*** EXCERPTED RECORDS Section Begins ***

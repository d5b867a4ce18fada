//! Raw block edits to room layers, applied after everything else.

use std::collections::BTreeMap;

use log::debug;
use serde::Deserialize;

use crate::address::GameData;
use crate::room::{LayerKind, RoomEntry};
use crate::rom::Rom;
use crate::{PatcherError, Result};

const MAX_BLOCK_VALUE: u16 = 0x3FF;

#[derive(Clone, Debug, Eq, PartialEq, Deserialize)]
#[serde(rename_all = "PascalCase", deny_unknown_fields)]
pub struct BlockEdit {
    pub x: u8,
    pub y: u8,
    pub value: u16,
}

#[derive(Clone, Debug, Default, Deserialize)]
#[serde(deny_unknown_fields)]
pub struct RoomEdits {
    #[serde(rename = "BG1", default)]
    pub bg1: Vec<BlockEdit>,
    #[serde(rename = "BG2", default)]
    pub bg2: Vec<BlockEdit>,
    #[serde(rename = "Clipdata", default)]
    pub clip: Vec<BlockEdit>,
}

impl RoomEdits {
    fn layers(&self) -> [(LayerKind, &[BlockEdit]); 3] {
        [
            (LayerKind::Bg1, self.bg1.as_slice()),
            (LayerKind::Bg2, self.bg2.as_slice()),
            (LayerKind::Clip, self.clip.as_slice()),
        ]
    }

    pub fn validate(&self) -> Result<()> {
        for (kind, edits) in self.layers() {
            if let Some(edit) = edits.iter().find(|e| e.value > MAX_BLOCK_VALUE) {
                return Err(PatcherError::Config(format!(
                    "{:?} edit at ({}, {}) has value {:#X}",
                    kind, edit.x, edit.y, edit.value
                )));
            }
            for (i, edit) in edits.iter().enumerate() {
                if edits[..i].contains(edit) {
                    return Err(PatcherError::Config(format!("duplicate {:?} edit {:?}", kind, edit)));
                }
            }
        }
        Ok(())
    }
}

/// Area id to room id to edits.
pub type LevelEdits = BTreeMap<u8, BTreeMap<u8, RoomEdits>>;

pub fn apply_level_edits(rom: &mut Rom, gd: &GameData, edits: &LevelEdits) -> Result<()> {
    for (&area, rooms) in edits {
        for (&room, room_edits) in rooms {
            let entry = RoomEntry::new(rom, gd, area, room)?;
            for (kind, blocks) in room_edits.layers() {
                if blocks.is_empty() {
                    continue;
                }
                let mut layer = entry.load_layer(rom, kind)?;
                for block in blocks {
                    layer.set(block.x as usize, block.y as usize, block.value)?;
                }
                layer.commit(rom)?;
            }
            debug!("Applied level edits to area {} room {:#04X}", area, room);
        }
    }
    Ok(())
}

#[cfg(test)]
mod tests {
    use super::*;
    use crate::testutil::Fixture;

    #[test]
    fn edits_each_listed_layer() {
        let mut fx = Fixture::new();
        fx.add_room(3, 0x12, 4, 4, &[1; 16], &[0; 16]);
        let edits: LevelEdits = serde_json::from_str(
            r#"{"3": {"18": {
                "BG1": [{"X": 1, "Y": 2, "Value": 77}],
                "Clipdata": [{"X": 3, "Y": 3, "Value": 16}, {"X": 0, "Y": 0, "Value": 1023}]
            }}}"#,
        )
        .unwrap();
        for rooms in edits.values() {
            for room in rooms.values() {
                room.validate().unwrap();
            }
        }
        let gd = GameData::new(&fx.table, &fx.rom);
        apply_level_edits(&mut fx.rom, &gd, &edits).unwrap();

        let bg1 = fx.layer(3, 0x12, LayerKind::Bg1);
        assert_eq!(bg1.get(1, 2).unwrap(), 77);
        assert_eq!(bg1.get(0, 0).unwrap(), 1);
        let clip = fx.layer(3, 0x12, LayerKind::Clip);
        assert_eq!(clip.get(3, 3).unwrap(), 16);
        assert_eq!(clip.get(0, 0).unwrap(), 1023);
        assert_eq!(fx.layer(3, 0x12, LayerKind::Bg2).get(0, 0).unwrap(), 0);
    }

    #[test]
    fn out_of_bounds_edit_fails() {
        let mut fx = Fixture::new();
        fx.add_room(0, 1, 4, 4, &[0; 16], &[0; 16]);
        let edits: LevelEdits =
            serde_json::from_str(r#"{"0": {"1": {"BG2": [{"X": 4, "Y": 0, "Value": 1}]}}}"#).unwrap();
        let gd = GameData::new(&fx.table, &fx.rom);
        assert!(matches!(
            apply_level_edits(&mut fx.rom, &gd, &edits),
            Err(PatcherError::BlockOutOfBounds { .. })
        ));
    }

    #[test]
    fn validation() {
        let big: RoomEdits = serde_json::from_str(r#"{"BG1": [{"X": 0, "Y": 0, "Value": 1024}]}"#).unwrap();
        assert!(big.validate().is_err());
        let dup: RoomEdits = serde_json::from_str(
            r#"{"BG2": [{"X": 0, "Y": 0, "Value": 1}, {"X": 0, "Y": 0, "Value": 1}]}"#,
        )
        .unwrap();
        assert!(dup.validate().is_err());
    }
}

*** EXCERPTED RECORDS Section Ends ***

→ WHAT IS NEEDED
Among the entries, find every line holding "Config" and return it.

→ EXPECTED OUTPUT
                return Err(PatcherError::Config(format!(
                    return Err(PatcherError::Config(format!("duplicate {:?} edit {:?}", kind, edit)));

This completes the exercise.